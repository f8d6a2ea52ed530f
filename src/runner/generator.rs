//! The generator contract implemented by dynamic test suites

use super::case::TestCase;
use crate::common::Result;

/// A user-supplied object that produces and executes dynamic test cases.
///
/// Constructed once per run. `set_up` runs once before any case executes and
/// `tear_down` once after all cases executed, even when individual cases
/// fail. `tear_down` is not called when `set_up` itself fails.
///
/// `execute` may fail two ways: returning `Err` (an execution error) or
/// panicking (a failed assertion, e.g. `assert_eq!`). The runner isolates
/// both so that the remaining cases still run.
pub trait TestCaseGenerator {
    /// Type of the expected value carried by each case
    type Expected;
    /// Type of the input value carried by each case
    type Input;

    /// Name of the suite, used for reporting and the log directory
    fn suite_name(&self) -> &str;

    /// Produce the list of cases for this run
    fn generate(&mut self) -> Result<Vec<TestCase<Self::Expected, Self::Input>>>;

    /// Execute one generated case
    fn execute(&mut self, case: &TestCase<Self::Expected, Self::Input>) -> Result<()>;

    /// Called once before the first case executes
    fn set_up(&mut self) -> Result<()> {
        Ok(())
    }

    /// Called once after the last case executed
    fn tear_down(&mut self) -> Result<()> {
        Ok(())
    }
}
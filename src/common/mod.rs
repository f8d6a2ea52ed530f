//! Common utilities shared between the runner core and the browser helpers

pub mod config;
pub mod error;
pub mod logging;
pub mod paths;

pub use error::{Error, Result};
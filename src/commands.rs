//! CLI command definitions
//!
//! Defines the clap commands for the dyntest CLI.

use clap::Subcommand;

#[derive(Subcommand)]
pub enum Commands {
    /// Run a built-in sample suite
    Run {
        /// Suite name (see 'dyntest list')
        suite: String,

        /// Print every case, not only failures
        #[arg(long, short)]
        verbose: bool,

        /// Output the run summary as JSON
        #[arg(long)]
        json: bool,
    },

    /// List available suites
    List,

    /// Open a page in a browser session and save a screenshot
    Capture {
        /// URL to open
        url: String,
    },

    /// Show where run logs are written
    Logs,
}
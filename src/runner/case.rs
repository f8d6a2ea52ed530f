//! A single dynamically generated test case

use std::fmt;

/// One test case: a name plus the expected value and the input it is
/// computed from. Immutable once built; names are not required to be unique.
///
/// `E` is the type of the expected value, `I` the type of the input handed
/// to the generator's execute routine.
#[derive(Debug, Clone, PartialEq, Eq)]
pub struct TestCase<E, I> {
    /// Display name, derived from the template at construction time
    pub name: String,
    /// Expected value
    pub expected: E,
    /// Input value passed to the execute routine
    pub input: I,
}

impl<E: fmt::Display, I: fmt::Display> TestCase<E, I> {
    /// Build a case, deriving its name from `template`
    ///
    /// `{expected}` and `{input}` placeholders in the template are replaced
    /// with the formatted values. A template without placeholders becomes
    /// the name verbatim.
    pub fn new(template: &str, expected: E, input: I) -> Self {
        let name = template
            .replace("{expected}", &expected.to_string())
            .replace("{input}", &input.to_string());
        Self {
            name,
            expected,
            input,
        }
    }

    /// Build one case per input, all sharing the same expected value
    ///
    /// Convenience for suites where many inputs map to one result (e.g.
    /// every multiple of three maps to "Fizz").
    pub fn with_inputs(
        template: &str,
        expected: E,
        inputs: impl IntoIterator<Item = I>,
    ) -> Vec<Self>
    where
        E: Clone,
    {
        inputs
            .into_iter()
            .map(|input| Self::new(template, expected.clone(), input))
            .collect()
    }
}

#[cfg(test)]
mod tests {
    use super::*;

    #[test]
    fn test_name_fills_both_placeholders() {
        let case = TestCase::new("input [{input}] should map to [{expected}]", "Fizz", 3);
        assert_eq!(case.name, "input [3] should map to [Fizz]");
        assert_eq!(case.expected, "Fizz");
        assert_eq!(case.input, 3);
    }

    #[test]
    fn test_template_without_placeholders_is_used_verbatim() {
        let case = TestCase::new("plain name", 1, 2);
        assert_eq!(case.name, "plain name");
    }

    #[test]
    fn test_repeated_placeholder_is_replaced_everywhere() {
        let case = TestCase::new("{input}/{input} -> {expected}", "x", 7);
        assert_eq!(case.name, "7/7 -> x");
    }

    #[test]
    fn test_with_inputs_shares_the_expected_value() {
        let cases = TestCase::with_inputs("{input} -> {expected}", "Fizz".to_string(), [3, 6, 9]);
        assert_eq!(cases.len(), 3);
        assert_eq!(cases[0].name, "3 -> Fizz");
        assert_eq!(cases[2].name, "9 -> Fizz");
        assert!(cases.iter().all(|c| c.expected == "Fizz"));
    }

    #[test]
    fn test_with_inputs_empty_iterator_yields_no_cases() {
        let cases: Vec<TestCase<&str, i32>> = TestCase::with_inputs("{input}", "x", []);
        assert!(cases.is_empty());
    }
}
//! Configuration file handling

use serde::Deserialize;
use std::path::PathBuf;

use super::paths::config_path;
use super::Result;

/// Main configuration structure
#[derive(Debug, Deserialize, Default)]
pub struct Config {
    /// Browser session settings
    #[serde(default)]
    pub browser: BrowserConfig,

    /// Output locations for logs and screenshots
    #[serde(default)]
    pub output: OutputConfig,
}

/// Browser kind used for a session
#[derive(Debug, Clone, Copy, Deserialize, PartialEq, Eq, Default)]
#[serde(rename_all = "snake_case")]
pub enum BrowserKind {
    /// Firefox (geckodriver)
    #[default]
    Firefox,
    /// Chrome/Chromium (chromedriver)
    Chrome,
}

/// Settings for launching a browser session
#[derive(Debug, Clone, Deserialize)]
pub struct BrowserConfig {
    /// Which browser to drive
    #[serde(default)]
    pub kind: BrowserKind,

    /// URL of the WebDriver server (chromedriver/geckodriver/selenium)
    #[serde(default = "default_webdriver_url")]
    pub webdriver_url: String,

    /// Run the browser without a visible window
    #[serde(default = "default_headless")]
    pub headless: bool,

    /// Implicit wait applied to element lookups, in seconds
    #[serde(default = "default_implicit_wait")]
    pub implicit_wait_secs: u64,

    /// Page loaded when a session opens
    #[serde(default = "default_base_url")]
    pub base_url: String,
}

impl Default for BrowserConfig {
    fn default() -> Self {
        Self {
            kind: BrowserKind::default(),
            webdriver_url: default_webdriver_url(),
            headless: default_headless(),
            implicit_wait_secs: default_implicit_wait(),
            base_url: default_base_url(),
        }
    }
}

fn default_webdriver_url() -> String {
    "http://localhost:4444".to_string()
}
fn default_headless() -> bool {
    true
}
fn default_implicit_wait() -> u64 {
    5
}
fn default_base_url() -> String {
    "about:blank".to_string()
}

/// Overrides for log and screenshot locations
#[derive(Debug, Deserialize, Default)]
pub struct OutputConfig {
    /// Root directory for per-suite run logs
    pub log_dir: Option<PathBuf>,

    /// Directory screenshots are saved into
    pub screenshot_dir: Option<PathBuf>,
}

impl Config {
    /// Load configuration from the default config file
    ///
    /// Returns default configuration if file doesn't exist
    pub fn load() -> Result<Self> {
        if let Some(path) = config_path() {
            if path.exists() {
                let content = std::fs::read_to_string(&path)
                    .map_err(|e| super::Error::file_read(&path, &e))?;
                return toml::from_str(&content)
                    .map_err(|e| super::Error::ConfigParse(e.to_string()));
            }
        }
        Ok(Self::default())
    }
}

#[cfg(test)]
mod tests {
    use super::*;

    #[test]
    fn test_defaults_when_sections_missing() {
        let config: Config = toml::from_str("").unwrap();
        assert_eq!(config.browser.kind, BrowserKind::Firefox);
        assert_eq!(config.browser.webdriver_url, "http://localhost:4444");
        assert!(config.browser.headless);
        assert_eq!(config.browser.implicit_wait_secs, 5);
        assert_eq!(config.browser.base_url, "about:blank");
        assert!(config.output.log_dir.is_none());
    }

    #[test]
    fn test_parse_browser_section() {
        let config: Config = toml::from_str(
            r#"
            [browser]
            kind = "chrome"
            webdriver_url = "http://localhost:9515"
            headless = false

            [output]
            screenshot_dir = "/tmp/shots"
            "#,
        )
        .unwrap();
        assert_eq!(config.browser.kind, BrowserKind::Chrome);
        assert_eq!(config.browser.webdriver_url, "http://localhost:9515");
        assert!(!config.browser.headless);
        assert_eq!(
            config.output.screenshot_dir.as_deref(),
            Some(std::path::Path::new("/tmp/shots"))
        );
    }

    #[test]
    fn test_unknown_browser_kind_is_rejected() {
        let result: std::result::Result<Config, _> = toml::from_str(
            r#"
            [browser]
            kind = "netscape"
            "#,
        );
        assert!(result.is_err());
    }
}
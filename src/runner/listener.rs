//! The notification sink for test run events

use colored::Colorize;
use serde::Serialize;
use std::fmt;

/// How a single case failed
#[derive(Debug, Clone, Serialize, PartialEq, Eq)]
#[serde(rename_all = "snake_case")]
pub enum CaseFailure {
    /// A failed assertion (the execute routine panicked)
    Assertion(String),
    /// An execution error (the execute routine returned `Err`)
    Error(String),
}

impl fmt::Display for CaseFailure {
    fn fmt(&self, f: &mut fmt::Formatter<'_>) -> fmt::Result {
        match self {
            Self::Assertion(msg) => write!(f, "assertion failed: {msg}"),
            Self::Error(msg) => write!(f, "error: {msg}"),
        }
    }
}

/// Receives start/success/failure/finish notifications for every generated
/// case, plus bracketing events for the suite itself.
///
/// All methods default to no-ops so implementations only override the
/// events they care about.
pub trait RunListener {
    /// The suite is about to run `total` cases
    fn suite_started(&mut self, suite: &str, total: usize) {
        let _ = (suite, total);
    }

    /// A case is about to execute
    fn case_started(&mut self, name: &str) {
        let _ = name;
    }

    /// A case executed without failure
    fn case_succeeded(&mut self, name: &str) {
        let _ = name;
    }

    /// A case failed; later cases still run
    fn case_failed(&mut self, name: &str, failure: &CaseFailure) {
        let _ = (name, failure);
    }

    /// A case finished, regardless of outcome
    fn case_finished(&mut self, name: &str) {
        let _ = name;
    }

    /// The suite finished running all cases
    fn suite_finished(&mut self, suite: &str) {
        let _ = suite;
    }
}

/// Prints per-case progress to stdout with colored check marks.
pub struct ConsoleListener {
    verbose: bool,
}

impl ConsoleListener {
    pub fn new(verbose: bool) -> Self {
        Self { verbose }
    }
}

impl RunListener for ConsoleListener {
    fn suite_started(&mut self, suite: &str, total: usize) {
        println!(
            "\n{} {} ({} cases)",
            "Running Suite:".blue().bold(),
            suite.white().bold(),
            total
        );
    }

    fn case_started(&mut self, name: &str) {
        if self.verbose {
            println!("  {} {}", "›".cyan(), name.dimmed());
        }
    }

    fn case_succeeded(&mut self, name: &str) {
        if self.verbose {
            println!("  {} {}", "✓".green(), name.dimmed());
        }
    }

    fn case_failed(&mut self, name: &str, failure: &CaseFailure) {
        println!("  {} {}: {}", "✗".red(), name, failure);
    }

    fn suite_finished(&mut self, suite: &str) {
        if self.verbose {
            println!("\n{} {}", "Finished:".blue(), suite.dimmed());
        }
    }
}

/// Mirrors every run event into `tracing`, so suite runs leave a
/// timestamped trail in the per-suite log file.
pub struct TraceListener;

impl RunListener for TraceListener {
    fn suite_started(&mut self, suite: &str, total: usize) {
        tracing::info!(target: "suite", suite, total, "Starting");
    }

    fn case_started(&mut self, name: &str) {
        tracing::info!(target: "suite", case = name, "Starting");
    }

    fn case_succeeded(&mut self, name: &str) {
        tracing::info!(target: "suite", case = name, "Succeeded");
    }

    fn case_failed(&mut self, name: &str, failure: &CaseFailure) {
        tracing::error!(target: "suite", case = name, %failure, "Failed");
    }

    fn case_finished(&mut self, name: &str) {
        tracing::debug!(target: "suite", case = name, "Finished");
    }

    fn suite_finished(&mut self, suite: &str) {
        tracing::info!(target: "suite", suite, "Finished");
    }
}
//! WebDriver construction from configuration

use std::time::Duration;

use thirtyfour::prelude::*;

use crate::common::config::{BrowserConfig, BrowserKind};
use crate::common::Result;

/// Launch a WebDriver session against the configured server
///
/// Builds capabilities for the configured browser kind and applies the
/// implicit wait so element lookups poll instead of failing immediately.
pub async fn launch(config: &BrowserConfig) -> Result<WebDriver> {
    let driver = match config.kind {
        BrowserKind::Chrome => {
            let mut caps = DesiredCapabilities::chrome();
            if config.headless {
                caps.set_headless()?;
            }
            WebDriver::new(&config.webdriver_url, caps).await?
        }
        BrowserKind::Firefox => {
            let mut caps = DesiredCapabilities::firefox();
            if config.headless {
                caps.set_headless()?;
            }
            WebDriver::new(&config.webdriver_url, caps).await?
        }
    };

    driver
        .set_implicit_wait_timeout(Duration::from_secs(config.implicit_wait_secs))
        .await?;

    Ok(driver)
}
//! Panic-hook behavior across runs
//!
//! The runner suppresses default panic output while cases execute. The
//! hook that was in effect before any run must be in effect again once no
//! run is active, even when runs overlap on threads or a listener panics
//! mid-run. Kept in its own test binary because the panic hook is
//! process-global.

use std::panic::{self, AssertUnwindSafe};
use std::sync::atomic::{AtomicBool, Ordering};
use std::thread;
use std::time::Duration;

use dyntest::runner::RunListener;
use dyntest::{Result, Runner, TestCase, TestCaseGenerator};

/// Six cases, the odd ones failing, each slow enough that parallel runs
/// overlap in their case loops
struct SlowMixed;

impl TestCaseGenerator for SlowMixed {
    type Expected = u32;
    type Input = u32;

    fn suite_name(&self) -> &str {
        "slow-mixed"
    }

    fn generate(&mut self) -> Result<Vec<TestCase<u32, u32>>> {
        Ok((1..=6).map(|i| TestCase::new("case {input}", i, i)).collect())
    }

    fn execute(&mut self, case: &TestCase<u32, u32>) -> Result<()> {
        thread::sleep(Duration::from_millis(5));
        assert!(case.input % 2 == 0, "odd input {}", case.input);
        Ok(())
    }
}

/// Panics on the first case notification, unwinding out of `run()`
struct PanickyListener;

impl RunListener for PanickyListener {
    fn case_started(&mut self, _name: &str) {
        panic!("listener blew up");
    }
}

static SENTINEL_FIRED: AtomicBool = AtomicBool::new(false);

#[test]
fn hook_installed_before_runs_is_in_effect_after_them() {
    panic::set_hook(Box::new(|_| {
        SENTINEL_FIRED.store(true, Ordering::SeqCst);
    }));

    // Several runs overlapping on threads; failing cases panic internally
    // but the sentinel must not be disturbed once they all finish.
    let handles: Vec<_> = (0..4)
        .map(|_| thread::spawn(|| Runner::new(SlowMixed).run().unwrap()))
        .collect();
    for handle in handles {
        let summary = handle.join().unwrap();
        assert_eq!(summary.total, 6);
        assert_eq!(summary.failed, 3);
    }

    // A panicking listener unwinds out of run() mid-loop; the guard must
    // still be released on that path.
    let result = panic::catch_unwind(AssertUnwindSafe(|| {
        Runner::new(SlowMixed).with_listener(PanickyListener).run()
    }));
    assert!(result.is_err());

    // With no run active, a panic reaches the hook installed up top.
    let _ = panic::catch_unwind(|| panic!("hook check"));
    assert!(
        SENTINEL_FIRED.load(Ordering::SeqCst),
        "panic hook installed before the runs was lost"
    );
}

- - -

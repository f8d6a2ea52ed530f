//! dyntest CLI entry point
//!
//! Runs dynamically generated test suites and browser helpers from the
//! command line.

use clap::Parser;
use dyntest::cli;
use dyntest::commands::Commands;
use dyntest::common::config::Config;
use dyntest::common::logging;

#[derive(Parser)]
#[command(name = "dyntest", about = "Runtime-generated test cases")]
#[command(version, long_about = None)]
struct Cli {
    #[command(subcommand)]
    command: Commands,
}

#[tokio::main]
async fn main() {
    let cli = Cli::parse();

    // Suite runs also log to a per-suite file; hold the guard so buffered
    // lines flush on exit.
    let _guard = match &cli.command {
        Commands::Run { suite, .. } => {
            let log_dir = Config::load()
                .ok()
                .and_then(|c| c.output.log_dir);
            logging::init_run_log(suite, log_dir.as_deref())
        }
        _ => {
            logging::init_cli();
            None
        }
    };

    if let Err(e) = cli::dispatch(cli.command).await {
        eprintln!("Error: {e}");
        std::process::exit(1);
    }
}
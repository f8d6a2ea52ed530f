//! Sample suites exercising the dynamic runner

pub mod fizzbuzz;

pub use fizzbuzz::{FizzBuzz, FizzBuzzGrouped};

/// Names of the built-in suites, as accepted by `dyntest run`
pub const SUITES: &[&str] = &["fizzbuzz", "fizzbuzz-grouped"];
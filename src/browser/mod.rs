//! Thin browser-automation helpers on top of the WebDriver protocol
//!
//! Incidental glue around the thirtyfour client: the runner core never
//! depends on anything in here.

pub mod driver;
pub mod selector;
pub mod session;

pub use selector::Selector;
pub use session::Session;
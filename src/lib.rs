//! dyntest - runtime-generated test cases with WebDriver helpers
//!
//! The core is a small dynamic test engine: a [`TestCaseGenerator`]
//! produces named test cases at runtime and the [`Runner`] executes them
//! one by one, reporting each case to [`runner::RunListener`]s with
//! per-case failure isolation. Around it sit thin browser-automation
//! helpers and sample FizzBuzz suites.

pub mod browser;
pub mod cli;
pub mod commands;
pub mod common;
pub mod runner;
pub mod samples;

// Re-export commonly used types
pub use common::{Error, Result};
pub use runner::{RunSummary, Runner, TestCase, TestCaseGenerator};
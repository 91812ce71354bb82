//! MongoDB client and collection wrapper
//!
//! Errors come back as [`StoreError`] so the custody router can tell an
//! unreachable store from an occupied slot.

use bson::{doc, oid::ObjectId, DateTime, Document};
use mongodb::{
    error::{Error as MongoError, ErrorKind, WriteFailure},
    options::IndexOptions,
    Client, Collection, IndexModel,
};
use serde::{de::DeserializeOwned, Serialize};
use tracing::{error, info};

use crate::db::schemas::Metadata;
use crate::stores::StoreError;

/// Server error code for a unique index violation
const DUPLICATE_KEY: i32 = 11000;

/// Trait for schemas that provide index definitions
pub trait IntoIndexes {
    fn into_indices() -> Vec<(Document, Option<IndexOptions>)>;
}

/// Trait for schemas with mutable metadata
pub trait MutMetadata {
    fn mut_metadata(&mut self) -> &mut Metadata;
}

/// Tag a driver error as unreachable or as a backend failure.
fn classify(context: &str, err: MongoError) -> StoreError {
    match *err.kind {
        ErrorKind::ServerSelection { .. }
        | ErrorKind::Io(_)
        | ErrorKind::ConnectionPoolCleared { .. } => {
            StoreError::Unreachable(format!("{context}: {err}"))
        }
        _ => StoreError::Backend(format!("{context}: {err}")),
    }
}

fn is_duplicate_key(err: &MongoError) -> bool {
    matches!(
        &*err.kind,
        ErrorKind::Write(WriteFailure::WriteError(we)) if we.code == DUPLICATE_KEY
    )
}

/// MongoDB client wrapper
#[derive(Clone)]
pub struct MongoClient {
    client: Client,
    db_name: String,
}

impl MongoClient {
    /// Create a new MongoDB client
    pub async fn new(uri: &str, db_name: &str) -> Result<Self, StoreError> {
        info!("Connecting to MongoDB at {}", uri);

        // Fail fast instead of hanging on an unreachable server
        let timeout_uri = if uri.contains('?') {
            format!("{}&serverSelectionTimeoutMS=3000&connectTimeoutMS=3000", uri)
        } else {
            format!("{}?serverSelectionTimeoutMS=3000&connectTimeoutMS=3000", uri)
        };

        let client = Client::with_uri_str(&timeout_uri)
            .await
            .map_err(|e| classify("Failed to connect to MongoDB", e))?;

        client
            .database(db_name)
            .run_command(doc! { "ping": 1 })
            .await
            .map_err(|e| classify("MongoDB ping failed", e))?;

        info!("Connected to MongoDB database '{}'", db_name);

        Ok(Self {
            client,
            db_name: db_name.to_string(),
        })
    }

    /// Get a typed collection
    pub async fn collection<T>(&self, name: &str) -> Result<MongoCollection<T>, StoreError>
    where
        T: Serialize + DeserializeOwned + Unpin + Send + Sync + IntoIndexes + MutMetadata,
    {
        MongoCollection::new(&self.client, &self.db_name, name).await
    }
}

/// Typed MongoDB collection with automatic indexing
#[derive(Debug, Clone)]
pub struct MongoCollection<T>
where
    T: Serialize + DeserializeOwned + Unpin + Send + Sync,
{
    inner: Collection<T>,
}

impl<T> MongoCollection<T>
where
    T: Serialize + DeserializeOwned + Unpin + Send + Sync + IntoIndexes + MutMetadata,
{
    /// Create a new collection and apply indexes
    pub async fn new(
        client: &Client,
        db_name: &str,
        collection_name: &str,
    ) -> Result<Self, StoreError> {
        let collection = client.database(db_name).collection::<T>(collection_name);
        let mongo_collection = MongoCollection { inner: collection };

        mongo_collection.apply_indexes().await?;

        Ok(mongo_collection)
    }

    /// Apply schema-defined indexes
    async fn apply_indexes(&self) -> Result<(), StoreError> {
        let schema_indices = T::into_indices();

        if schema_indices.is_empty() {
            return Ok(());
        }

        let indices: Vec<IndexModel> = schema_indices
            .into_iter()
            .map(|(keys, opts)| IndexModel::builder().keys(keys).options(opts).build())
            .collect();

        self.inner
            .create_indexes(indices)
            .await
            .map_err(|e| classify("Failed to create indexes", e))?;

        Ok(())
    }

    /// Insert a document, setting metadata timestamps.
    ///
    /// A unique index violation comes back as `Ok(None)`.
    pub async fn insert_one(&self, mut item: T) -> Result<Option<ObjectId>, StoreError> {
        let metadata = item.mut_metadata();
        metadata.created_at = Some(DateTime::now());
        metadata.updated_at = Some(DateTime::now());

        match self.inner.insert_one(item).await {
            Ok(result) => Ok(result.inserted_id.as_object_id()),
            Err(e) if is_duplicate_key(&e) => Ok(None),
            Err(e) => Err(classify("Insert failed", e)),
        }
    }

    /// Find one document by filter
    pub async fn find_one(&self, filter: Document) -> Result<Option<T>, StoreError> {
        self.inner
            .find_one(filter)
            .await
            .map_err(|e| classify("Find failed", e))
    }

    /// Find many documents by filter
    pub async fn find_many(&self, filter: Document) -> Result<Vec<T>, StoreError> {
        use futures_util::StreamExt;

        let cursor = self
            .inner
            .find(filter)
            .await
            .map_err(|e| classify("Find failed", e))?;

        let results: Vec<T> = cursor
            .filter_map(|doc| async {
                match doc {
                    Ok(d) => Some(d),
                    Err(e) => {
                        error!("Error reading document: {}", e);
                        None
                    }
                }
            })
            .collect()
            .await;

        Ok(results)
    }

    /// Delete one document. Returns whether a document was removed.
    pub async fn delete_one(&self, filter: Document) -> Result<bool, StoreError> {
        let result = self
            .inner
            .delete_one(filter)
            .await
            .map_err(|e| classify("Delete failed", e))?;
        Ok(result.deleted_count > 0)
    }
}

- - -

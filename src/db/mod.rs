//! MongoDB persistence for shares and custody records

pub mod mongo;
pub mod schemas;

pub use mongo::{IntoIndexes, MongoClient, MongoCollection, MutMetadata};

- - -

§ **Exercise**: In the listing above, find the line with "filename src/commands.rs" and the line with "filename src/runner/case.rs", then reproduce both and every line between them exactly.

§ **Exercise output**:
filename src/commands.rs
//! CLI command definitions
//!
//! Defines the clap commands for the dyntest CLI.

use clap::Subcommand;

#[derive(Subcommand)]
pub enum Commands {
    /// Run a built-in sample suite
    Run {
        /// Suite name (see 'dyntest list')
        suite: String,

        /// Print every case, not only failures
        #[arg(long, short)]
        verbose: bool,

        /// Output the run summary as JSON
        #[arg(long)]
        json: bool,
    },

    /// List available suites
    List,

    /// Open a page in a browser session and save a screenshot
    Capture {
        /// URL to open
        url: String,
    },

    /// Show where run logs are written
    Logs,
}
filename src/runner/case.rs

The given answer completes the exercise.